Macron besser als Merkel: Saarland will nach Frankreich

Macron besser als Merkel: Saarland will nach Frankreich

Zweimal schon mussten die Saarländer über den Anschluss an Deutschland abstimmen – 1935 und 1955. Im Jahr 2020 soll eine weitere Volksabstimmung kommen – diesmal soll der Anschluss an Frankreich erfolgen.

SAARLOUIS (fna) – Das Saarland war lange Zeit zwischen Deutschland und Frankreich umstritten. In den Jahren 1920 und 1945 wurde es jeweils von Deutschland abgetrennt um dann infolge von Volksabstimmungen in den Jahren 1935 und 1955 (vollzogen 1957) wieder zurückzukehren. Doch nun scheint man im kleinsten Flächenland der Bundesrepublik die Nase voll zu haben.

„Macron statt Merkel“, so wird im rund eine Million Einwohner zählenden Land immer wieder skandiert. Für die Saarländer – schelmisch gerne Beutebaguettes genannt – sind mehr als 12 Jahre Merkel mehr als genug. Der französische Präsident erfreut sich bei den Saarländern auch einer deutlich größeren Beliebtheit. Bei der jüngsten Umfrage von SaarPoll stellte es sich heraus, dass ganze 79 Prozent der Befragten (n=666) lieber für Macron als für Merkel gestimmt hätten. Dreizehn Prozent hielten der Bundeskanzlerin die Treue und immerhin acht Prozent fanden, dass das Bier in größeren Gläsern besser schmeckt.

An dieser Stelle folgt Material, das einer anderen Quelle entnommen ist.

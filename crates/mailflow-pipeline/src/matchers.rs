//! Built-in matchers
//!
//! The standard matcher set a stock configuration can draw on. Conditions
//! come from the `Name=condition` part of the step declaration and are
//! validated at load time, so a bad condition fails startup instead of the
//! first message.

use crate::mail::Mail;
use crate::matcher::{Matcher, MatcherConfig, MatcherError};
use crate::registry::PluginRegistry;
use async_trait::async_trait;
use mailflow_common::types::EmailAddress;

/// Register the built-in matchers
pub fn register(registry: &mut PluginRegistry) {
    registry.register_matcher("All", || Box::new(All));
    registry.register_matcher("RecipientIs", || Box::new(RecipientIs::default()));
    registry.register_matcher("SenderIs", || Box::new(SenderIs::default()));
    registry.register_matcher("SizeGreaterThan", || Box::new(SizeGreaterThan::default()));
    registry.register_matcher("SubjectStartsWith", || {
        Box::new(SubjectStartsWith::default())
    });
    registry.register_matcher("HasMailAttribute", || {
        Box::new(HasMailAttribute::default())
    });
    registry.register_matcher("HasMailAttributeWithValueRegex", || {
        Box::new(HasMailAttributeWithValueRegex::default())
    });
}

fn parse_address_list(condition: &str) -> Result<Vec<EmailAddress>, MatcherError> {
    let addresses: Vec<EmailAddress> = condition
        .split([',', ' '])
        .filter(|s| !s.is_empty())
        .map(|s| {
            EmailAddress::parse(s)
                .ok_or_else(|| MatcherError::Condition(format!("invalid address: {}", s)))
        })
        .collect::<Result<_, _>>()?;

    if addresses.is_empty() {
        return Err(MatcherError::Condition(
            "expected at least one address".to_string(),
        ));
    }
    Ok(addresses)
}

/// Matches every recipient
pub struct All;

#[async_trait]
impl Matcher for All {
    fn name(&self) -> &str {
        "All"
    }

    async fn matches(
        &self,
        _mail: &Mail,
        candidates: &[EmailAddress],
    ) -> Result<Vec<EmailAddress>, MatcherError> {
        Ok(candidates.to_vec())
    }
}

/// Matches the recipients named in the condition
#[derive(Default)]
pub struct RecipientIs {
    recipients: Vec<EmailAddress>,
}

#[async_trait]
impl Matcher for RecipientIs {
    fn name(&self) -> &str {
        "RecipientIs"
    }

    async fn init(&mut self, config: &MatcherConfig) -> Result<(), MatcherError> {
        self.recipients = parse_address_list(config.require_condition()?)?;
        Ok(())
    }

    async fn matches(
        &self,
        _mail: &Mail,
        candidates: &[EmailAddress],
    ) -> Result<Vec<EmailAddress>, MatcherError> {
        Ok(candidates
            .iter()
            .filter(|c| self.recipients.contains(c))
            .cloned()
            .collect())
    }
}

/// Matches all recipients when the envelope sender is one of the condition
/// addresses
#[derive(Default)]
pub struct SenderIs {
    senders: Vec<EmailAddress>,
}

#[async_trait]
impl Matcher for SenderIs {
    fn name(&self) -> &str {
        "SenderIs"
    }

    async fn init(&mut self, config: &MatcherConfig) -> Result<(), MatcherError> {
        self.senders = parse_address_list(config.require_condition()?)?;
        Ok(())
    }

    async fn matches(
        &self,
        mail: &Mail,
        candidates: &[EmailAddress],
    ) -> Result<Vec<EmailAddress>, MatcherError> {
        match mail.sender() {
            Some(sender) if self.senders.contains(sender) => Ok(candidates.to_vec()),
            _ => Ok(Vec::new()),
        }
    }
}

/// Matches all recipients when the payload exceeds the configured size.
/// The condition accepts a byte count or a `k`/`m` suffix, e.g. `100k`.
#[derive(Default)]
pub struct SizeGreaterThan {
    threshold: usize,
}

#[async_trait]
impl Matcher for SizeGreaterThan {
    fn name(&self) -> &str {
        "SizeGreaterThan"
    }

    async fn init(&mut self, config: &MatcherConfig) -> Result<(), MatcherError> {
        let condition = config.require_condition()?.trim().to_lowercase();

        let (number, multiplier) = if let Some(stripped) = condition.strip_suffix('k') {
            (stripped, 1024)
        } else if let Some(stripped) = condition.strip_suffix('m') {
            (stripped, 1024 * 1024)
        } else {
            (condition.as_str(), 1)
        };

        let value: usize = number
            .parse()
            .map_err(|_| MatcherError::Condition(format!("invalid size: {}", condition)))?;
        if value == 0 {
            return Err(MatcherError::Condition(
                "size threshold must be positive".to_string(),
            ));
        }

        self.threshold = value * multiplier;
        Ok(())
    }

    async fn matches(
        &self,
        mail: &Mail,
        candidates: &[EmailAddress],
    ) -> Result<Vec<EmailAddress>, MatcherError> {
        if mail.size() > self.threshold {
            Ok(candidates.to_vec())
        } else {
            Ok(Vec::new())
        }
    }
}

/// Matches all recipients when the decoded Subject header starts with the
/// configured prefix
#[derive(Default)]
pub struct SubjectStartsWith {
    prefix: String,
}

#[async_trait]
impl Matcher for SubjectStartsWith {
    fn name(&self) -> &str {
        "SubjectStartsWith"
    }

    async fn init(&mut self, config: &MatcherConfig) -> Result<(), MatcherError> {
        let prefix = config.require_condition()?.trim();
        if prefix.is_empty() {
            return Err(MatcherError::Condition(
                "subject prefix must not be empty".to_string(),
            ));
        }
        self.prefix = prefix.to_string();
        Ok(())
    }

    async fn matches(
        &self,
        mail: &Mail,
        candidates: &[EmailAddress],
    ) -> Result<Vec<EmailAddress>, MatcherError> {
        let matched = mail
            .parsed()
            .and_then(|m| m.subject().map(|s| s.starts_with(&self.prefix)))
            .unwrap_or(false);

        if matched {
            Ok(candidates.to_vec())
        } else {
            Ok(Vec::new())
        }
    }
}

/// Matches all recipients when the named attribute is set
#[derive(Default)]
pub struct HasMailAttribute {
    key: String,
}

#[async_trait]
impl Matcher for HasMailAttribute {
    fn name(&self) -> &str {
        "HasMailAttribute"
    }

    async fn init(&mut self, config: &MatcherConfig) -> Result<(), MatcherError> {
        self.key = config.require_condition()?.trim().to_string();
        if self.key.is_empty() {
            return Err(MatcherError::Condition(
                "attribute name must not be empty".to_string(),
            ));
        }
        Ok(())
    }

    async fn matches(
        &self,
        mail: &Mail,
        candidates: &[EmailAddress],
    ) -> Result<Vec<EmailAddress>, MatcherError> {
        if mail.attribute(&self.key).is_some() {
            Ok(candidates.to_vec())
        } else {
            Ok(Vec::new())
        }
    }
}

/// Matches all recipients when the named attribute's string form matches
/// the configured regex. Condition: `attribute-name, pattern`.
#[derive(Default)]
pub struct HasMailAttributeWithValueRegex {
    key: String,
    pattern: Option<regex::Regex>,
}

#[async_trait]
impl Matcher for HasMailAttributeWithValueRegex {
    fn name(&self) -> &str {
        "HasMailAttributeWithValueRegex"
    }

    async fn init(&mut self, config: &MatcherConfig) -> Result<(), MatcherError> {
        let condition = config.require_condition()?;
        let (key, pattern) = condition.split_once(',').ok_or_else(|| {
            MatcherError::Condition(
                "expected condition of the form 'attribute-name, pattern'".to_string(),
            )
        })?;

        self.key = key.trim().to_string();
        let pattern = regex::Regex::new(pattern.trim())
            .map_err(|e| MatcherError::Condition(format!("invalid pattern: {}", e)))?;
        self.pattern = Some(pattern);
        Ok(())
    }

    async fn matches(
        &self,
        mail: &Mail,
        candidates: &[EmailAddress],
    ) -> Result<Vec<EmailAddress>, MatcherError> {
        let pattern = self
            .pattern
            .as_ref()
            .ok_or_else(|| MatcherError::Evaluation("matcher was not initialized".to_string()))?;

        let matched = mail
            .attribute(&self.key)
            .map(|value| match value {
                serde_json::Value::String(s) => pattern.is_match(s),
                other => pattern.is_match(&other.to_string()),
            })
            .unwrap_or(false);

        if matched {
            Ok(candidates.to_vec())
        } else {
            Ok(Vec::new())
        }
    }
}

Bei der Floskel „Heim ins Reich“ ist den Saarländern Frankreich eben doch näher als das vergangene Deutsche Reich. Immerhin ist die französische Sprache an den saarländischen Gymnasien auch eine Pflichtfremdsprache und nicht wenige Einwohner sprechen ohnehin perfekt französisch.

Ministerpräsident Tobias Hans (CDU) betonte auf Nachfrage der Nachrichtenagentur fna, dass er zwar Mitglied in Merkels Wahlverein sei, aber auch nur deshalb, „weil ich sonst ja nicht Regierungschef hier geworden wäre.“ Der 40-Jährige bewundert den nur wenige Wochen älteren französischen Präsidenten sehr. „Wir haben einige Gemeinsamkeiten“, befand er, „Wir beide haben eine ältere Frau in unserem Leben, ohne die wir es nie dorthin geschafft hätten, wo wir heute sind.“

Im Landtag soll bald schon eine Diskussion darüber stattfinden, wann die Volksabstimmung denn genau durchgeführt werden soll. Dem Ministerpräsidenten selbst wäre das Jahr 2020 recht, damit bis zum Ende der Legislaturperiode im Jahr 2022 alles Nötige vorbereitet werden könne – wie zum Beispiel Intensiv-Sprachkurse für Französisch auf breiter Ebene. Dafür wolle man insgesamt 50.000 Französisch-Lehrer engagieren.

Ein erstes Abtasten bei den 51 Abgeordneten habe übrigens nur eine mäßige Mehrheit bei der CDU, eine starke Mehrheit bei der SPD und der Linken, sowie die totale Ablehnung bei der AfD ergeben. Hans hofft, dass er noch genügend Überzeugungsarbeit leisten kann, damit es auch auf politischer Ebene genügend Ja-Stimmen gibt.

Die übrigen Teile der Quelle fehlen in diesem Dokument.